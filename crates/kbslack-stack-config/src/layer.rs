// Copyright (c) 2025 Geoffrey Huntley <ghuntley@ghuntley.com>. All rights reserved.
// SPDX-License-Identifier: Proprietary

//! Partial configuration produced by each source and merged by precedence.

use serde::Deserialize;

use crate::sections::{
	CredentialsConfigLayer, EdgeConfigLayer, EnvironmentConfigLayer, FunctionConfigLayer,
	IdentityConfigLayer, PermissionsConfigLayer, TagsConfigLayer, TargetConfigLayer,
};

/// One source's view of the configuration. `None` sections contribute nothing.
#[derive(Debug, Clone, Default, Deserialize)]
pub struct StackConfigLayer {
	#[serde(default, rename = "stack")]
	pub identity: Option<IdentityConfigLayer>,
	#[serde(default)]
	pub credentials: Option<CredentialsConfigLayer>,
	#[serde(default)]
	pub target: Option<TargetConfigLayer>,
	#[serde(default)]
	pub environment: Option<EnvironmentConfigLayer>,
	#[serde(default)]
	pub tags: Option<TagsConfigLayer>,
	#[serde(default)]
	pub function: Option<FunctionConfigLayer>,
	#[serde(default)]
	pub edge: Option<EdgeConfigLayer>,
	#[serde(default)]
	pub permissions: Option<PermissionsConfigLayer>,
}

macro_rules! merge_section {
	($self:ident, $other:ident, $field:ident) => {
		if let Some(next) = $other.$field {
			match &mut $self.$field {
				Some(current) => current.merge(next),
				None => $self.$field = Some(next),
			}
		}
	};
}

impl StackConfigLayer {
	/// Merge `other` on top of `self`; values present in `other` win.
	pub fn merge(&mut self, other: StackConfigLayer) {
		merge_section!(self, other, identity);
		merge_section!(self, other, credentials);
		merge_section!(self, other, target);
		merge_section!(self, other, environment);
		merge_section!(self, other, tags);
		merge_section!(self, other, function);
		merge_section!(self, other, edge);
		merge_section!(self, other, permissions);
	}
}

#[cfg(test)]
mod tests {
	use super::*;

	#[test]
	fn test_merge_section_fields() {
		let mut base = StackConfigLayer {
			target: Some(TargetConfigLayer {
				account: Some("111111111111".to_string()),
				region: Some("us-west-2".to_string()),
			}),
			..Default::default()
		};
		base.merge(StackConfigLayer {
			target: Some(TargetConfigLayer {
				account: None,
				region: Some("eu-west-1".to_string()),
			}),
			..Default::default()
		});
		let target = base.target.unwrap();
		assert_eq!(target.account.as_deref(), Some("111111111111"));
		assert_eq!(target.region.as_deref(), Some("eu-west-1"));
	}

	#[test]
	fn test_merge_into_empty_section() {
		let mut base = StackConfigLayer::default();
		base.merge(StackConfigLayer {
			environment: Some(EnvironmentConfigLayer {
				name: Some("prod".to_string()),
			}),
			..Default::default()
		});
		assert_eq!(base.environment.unwrap().name.as_deref(), Some("prod"));
	}

	#[test]
	fn test_parse_toml() {
		let layer: StackConfigLayer = toml::from_str(
			r#"
			[stack]
			stack_name = "SlackKb"

			[target]
			account = "123456789012"

			[edge]
			rate_limit = 5.0
			burst_limit = 8

			[permissions]
			self_invoke_scope = "own-function"
			"#,
		)
		.unwrap();
		assert_eq!(layer.identity.unwrap().stack_name.as_deref(), Some("SlackKb"));
		assert_eq!(layer.edge.as_ref().unwrap().burst_limit, Some(8));
		assert!(layer.credentials.is_none());
	}
}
====
> _Assignment_
The whole block of data above should be printed again verbatim.

> _Solution_
filename crates/kbslack-stack-config/src/layer.rs
// Copyright (c) 2025 Geoffrey Huntley <ghuntley@ghuntley.com>. All rights reserved.
// SPDX-License-Identifier: Proprietary

//! Partial configuration produced by each source and merged by precedence.

use serde::Deserialize;

use crate::sections::{
	CredentialsConfigLayer, EdgeConfigLayer, EnvironmentConfigLayer, FunctionConfigLayer,
	IdentityConfigLayer, PermissionsConfigLayer, TagsConfigLayer, TargetConfigLayer,
};

/// One source's view of the configuration. `None` sections contribute nothing.
#[derive(Debug, Clone, Default, Deserialize)]
pub struct StackConfigLayer {
	#[serde(default, rename = "stack")]
	pub identity: Option<IdentityConfigLayer>,
	#[serde(default)]
	pub credentials: Option<CredentialsConfigLayer>,
	#[serde(default)]
	pub target: Option<TargetConfigLayer>,
	#[serde(default)]
	pub environment: Option<EnvironmentConfigLayer>,
	#[serde(default)]
	pub tags: Option<TagsConfigLayer>,
	#[serde(default)]
	pub function: Option<FunctionConfigLayer>,
	#[serde(default)]
	pub edge: Option<EdgeConfigLayer>,
	#[serde(default)]
	pub permissions: Option<PermissionsConfigLayer>,
}

macro_rules! merge_section {
	($self:ident, $other:ident, $field:ident) => {
		if let Some(next) = $other.$field {
			match &mut $self.$field {
				Some(current) => current.merge(next),
				None => $self.$field = Some(next),
			}
		}
	};
}

impl StackConfigLayer {
	/// Merge `other` on top of `self`; values present in `other` win.
	pub fn merge(&mut self, other: StackConfigLayer) {
		merge_section!(self, other, identity);
		merge_section!(self, other, credentials);
		merge_section!(self, other, target);
		merge_section!(self, other, environment);
		merge_section!(self, other, tags);
		merge_section!(self, other, function);
		merge_section!(self, other, edge);
		merge_section!(self, other, permissions);
	}
}

#[cfg(test)]
mod tests {
	use super::*;

	#[test]
	fn test_merge_section_fields() {
		let mut base = StackConfigLayer {
			target: Some(TargetConfigLayer {
				account: Some("111111111111".to_string()),
				region: Some("us-west-2".to_string()),
			}),
			..Default::default()
		};
		base.merge(StackConfigLayer {
			target: Some(TargetConfigLayer {
				account: None,
				region: Some("eu-west-1".to_string()),
			}),
			..Default::default()
		});
		let target = base.target.unwrap();
		assert_eq!(target.account.as_deref(), Some("111111111111"));
		assert_eq!(target.region.as_deref(), Some("eu-west-1"));
	}

	#[test]
	fn test_merge_into_empty_section() {
		let mut base = StackConfigLayer::default();
		base.merge(StackConfigLayer {
			environment: Some(EnvironmentConfigLayer {
				name: Some("prod".to_string()),
			}),
			..Default::default()
		});
		assert_eq!(base.environment.unwrap().name.as_deref(), Some("prod"));
	}

	#[test]
	fn test_parse_toml() {
		let layer: StackConfigLayer = toml::from_str(
			r#"
			[stack]
			stack_name = "SlackKb"

			[target]
			account = "123456789012"

			[edge]
			rate_limit = 5.0
			burst_limit = 8

			[permissions]
			self_invoke_scope = "own-function"
			"#,
		)
		.unwrap();
		assert_eq!(layer.identity.unwrap().stack_name.as_deref(), Some("SlackKb"));
		assert_eq!(layer.edge.as_ref().unwrap().burst_limit, Some(8));
		assert!(layer.credentials.is_none());
	}
}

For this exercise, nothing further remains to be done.